A New Approach of Acute Lymphoblastic Leukemia Immunophenotypic Classification: 1984–1994 The GEIL Experience

Abstract

Several classifications of acute lymphoblastic leukemias (ALL) have been proposed as increasing numbers of technologies and reagents allowed to better characterize leukemic tumor cells. The French Groupe d'Etude Immunologique des Leucemies (GEIL) proposes an immunologic classification of ALL derived from this group's initial attempts and on proposals published by others. Its first step is based on a scoring system where individual markers are assigned major, intermediate and minor weights on a scale of respectively 1.5, 1 and 0.5 points. Assignment to a given lineage requires a score of at least 2 in this lineage. Thus are identified the four levels “null”, “pure”, “variant” and “multiphenotypic”, depending on score combinations in the three B, T and myeloid lineages. In a second step, within each of these classes, cell differentiation criteria are applied to further identify 4 subclasses within PreB-ALL (PreBl to PreB4) and 4 within T-ALL (T1 to T4). ALL with only myeloid markers are referred to as MO. This classification was applied to a series of 1014 scorable ALL. Pure ALL represented respectively 72% in children under 16, and 64% in adults, PreB ALL being significantly more frequent in the former (p < 0.01). B-ALL and T-ALL were significantly (p < 0.05) more frequent in adults (respectively 11% and 27%) than in children (7% and 20%). Null and MO ALLs appeared significantly (p < 0.01) more frequent in adults (3.4 and 3.2%) than in children (1 and 0.3%). Assignment to differentiation steps showed a similar partition of PreB-ALLs subgroups in children and adults, except for PreBl ALL accounting for 10% of adult ALL versus 4% of children ALL(p < 0.001). In infants less than 1 year old, this im-munophenotype was also found prevalent (29% of ALL). Truly multiphenotypic ALL accounted for 3.4% of adult ALL, an incidence significantly (p < 0.05) higher than in children (1.5%). Variants accounted for 26% of ALL of both children and adults, and were mostly CD 15+ variants.
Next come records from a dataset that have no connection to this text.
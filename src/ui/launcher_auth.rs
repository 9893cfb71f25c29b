//! Launcher login/logout widget
//!
//! Shows a logout button while launcher credentials are stored, otherwise a
//! login form in a menu panel. Credentials go to local storage as typed;
//! nothing is verified.

use std::sync::Arc;

use leptos::ev::SubmitEvent;
use leptos::prelude::*;

use super::icon::{Icon, icons};
use super::menu_panel::{DropdownTheme, MenuPanel};
use super::view_state::ViewState;
use crate::core::{CredentialKey, LauncherAction, LauncherState, LocalStorage, SharedStore};

const PANEL_ID: &str = "launcher-auth";
const DROPDOWN_INNER_CLASS: &str = "tjs-related-maps__dropdown-inner";
const LOGOUT_BUTTON_CLASS: &str = "tjs-panel__button tjs-_buttons__btn tjs-_buttons__btn--map";
const INPUT_CLASS: &str = "tjs-_form__field tjs-_form__input";
const SUBMIT_BUTTON_CLASS: &str = "tjs-_buttons__btn tjs-_buttons__btn-primary";
const HEADING: &str = "Login to start experiments";

/// Login/logout control for the experiment launcher
#[component]
pub fn LauncherAuth(
    /// Whether the map uses its small screen layout
    #[prop(into)]
    small_screen: Signal<bool>,
    /// Shared view state of the map, hosts the login menu panel
    view_state: ViewState,
    /// Where credentials are kept, browser local storage when omitted
    #[prop(optional)]
    store: Option<SharedStore>,
) -> impl IntoView {
    // An injected store is readable right away. Browser storage only exists
    // on the client, so it is loaded after hydration.
    let state = RwSignal::new(match &store {
        Some(s) => LauncherState::load(s.as_ref()),
        None => LauncherState::default(),
    });
    let load_after_hydration = store.is_none();
    let store = StoredValue::new(
        store.unwrap_or_else(|| Arc::new(LocalStorage) as SharedStore),
    );

    if load_after_hydration {
        Effect::new(move |_| {
            state.set(store.with_value(|s| LauncherState::load(s.as_ref())));
        });
    }

    let dispatch = move |action: LauncherAction| {
        let current = state.get_untracked();
        match store.with_value(|s| current.apply(action, s.as_ref())) {
            Ok(next) => {
                if next.is_logged_in() != current.is_logged_in() {
                    leptos::logging::log!("Launcher auth: {:?} -> {:?}", current, next);
                }
                state.set(next);
            }
            Err(e) => {
                leptos::logging::error!("Failed to update launcher credentials: {}", e);
            }
        }
    };

    let on_submit = move |ev: SubmitEvent| {
        ev.prevent_default();
        dispatch(LauncherAction::Submit);
        if state.with_untracked(LauncherState::is_logged_in) {
            view_state.close_panels();
        }
    };

    let username = move || state.with(|s| s.field(CredentialKey::Username).to_string());
    let password = move || state.with(|s| s.field(CredentialKey::Password).to_string());

    let login_form = move || {
        view! {
            <MenuPanel
                theme=DropdownTheme::with_inner(DROPDOWN_INNER_CLASS)
                btn_text="Login"
                btn_title=HEADING
                icon=icons::SIGN_IN
                small_screen=small_screen
                view_state=view_state
                panel_id=PANEL_ID
            >
                <div class="tjs-panel__header">
                    <label class="tjs-panel__heading">{HEADING}</label>
                </div>
                <form on:submit=on_submit>
                    <label>
                        "Username"
                        <input
                            class=INPUT_CLASS
                            type="text"
                            name="username"
                            autocomplete="username"
                            prop:value=username
                            on:input=move |ev| {
                                dispatch(LauncherAction::UsernameChanged(event_target_value(&ev)));
                            }
                        />
                    </label>
                    <label>
                        "Password"
                        <input
                            class=INPUT_CLASS
                            type="password"
                            name="password"
                            autocomplete="current-password"
                            prop:value=password
                            on:input=move |ev| {
                                dispatch(LauncherAction::PasswordChanged(event_target_value(&ev)));
                            }
                        />
                    </label>
                    <button class=SUBMIT_BUTTON_CLASS type="submit">"Login"</button>
                </form>
            </MenuPanel>
        }
    };

    view! {
        <Show
            when=move || state.with(LauncherState::is_logged_in)
            fallback=login_form
        >
            <div class="tjs-panel__panel">
                <button
                    type="button"
                    class=LOGOUT_BUTTON_CLASS
                    title="Logout"
                    on:click=move |_| dispatch(LauncherAction::LogOut)
                >
                    <Icon name=icons::SIGN_OUT class="tjs-launcher-auth__icon"/>
                    <span>"Logout"</span>
                </button>
            </div>
        </Show>
    }
}

#[cfg(all(test, feature = "ssr"))]
mod tests {
    use super::*;
    use crate::core::MemoryStore;
    use leptos::tachys::view::RenderHtml;

    fn render(store: MemoryStore, open_login: bool) -> String {
        let owner = Owner::new();
        owner.with(|| {
            let view_state = ViewState::new(false);
            if open_login {
                view_state.toggle_panel(PANEL_ID);
            }
            let store: SharedStore = Arc::new(store);
            view! {
                <LauncherAuth small_screen=false view_state=view_state store=store/>
            }
            .to_html()
        })
    }

    fn bob() -> MemoryStore {
        MemoryStore::with_entries([
            (CredentialKey::Username.as_str(), "bob"),
            (CredentialKey::Password.as_str(), "hunter2"),
        ])
    }

    #[test]
    fn test_stored_credentials_render_logout_button() {
        let html = render(bob(), false);

        assert!(html.contains("tjs-panel__panel"));
        assert!(html.contains(LOGOUT_BUTTON_CLASS));
        assert!(html.contains(r#"title="Logout""#));
        assert!(html.contains("Logout"));
        assert!(!html.contains("<form"));
        assert!(!html.contains(HEADING));
    }

    #[test]
    fn test_stored_credentials_ignore_open_panel() {
        let html = render(bob(), true);

        assert!(html.contains(LOGOUT_BUTTON_CLASS));
        assert!(!html.contains("<form"));
    }

    #[test]
    fn test_fresh_storage_renders_login_form() {
        let html = render(MemoryStore::new(), true);

        assert!(!html.contains("tjs-panel__panel"));
        assert!(html.contains(DROPDOWN_INNER_CLASS));
        assert!(html.contains("tjs-panel__header"));
        assert!(html.contains("tjs-panel__heading"));
        assert!(html.contains(HEADING));
        assert!(html.contains("<form"));
        assert!(html.contains("Username"));
        assert!(html.contains(r#"type="text""#));
        assert!(html.contains("Password"));
        assert!(html.contains(r#"type="password""#));
        assert!(html.contains(INPUT_CLASS));
        assert!(html.contains(SUBMIT_BUTTON_CLASS));
        assert!(html.contains(r#"type="submit""#));
        assert!(html.contains(r#"aria-expanded="true""#));
    }

    #[test]
    fn test_closed_login_panel_shows_only_toggle() {
        let html = render(MemoryStore::new(), false);

        assert!(html.contains(r#"aria-expanded="false""#));
        assert!(html.contains(&format!(r#"title="{}""#, HEADING)));
        assert!(html.contains("Login"));
        assert!(!html.contains("<form"));
    }

    #[test]
    fn test_partial_credentials_render_login_form() {
        let store = MemoryStore::with_entries([(CredentialKey::Username.as_str(), "alice")]);
        let html = render(store, true);

        assert!(html.contains("<form"));
        assert!(!html.contains("tjs-panel__panel"));
    }

    #[test]
    fn test_logout_then_render_shows_login_form() {
        let store = bob();
        LauncherState::load(&store)
            .apply(LauncherAction::LogOut, &store)
            .unwrap();

        let html = render(store, true);
        assert!(html.contains("<form"));
        assert!(!html.contains(LOGOUT_BUTTON_CLASS));
    }
}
T+ variant phenotypes accounted for 5.4% of PreB ALLs, and involved 1 T-cell antigen in 96% of the cases. CD15+ variants were significantly more frequent in PreB1 ALL, and in this case often associated with 11q23 anomalies. Myeloid variant ALL were significantly (p < 0.05) associated with the t(9;22) translocation in PreB ALL, and with T1, CD34+ and class 11+ T-ALLs.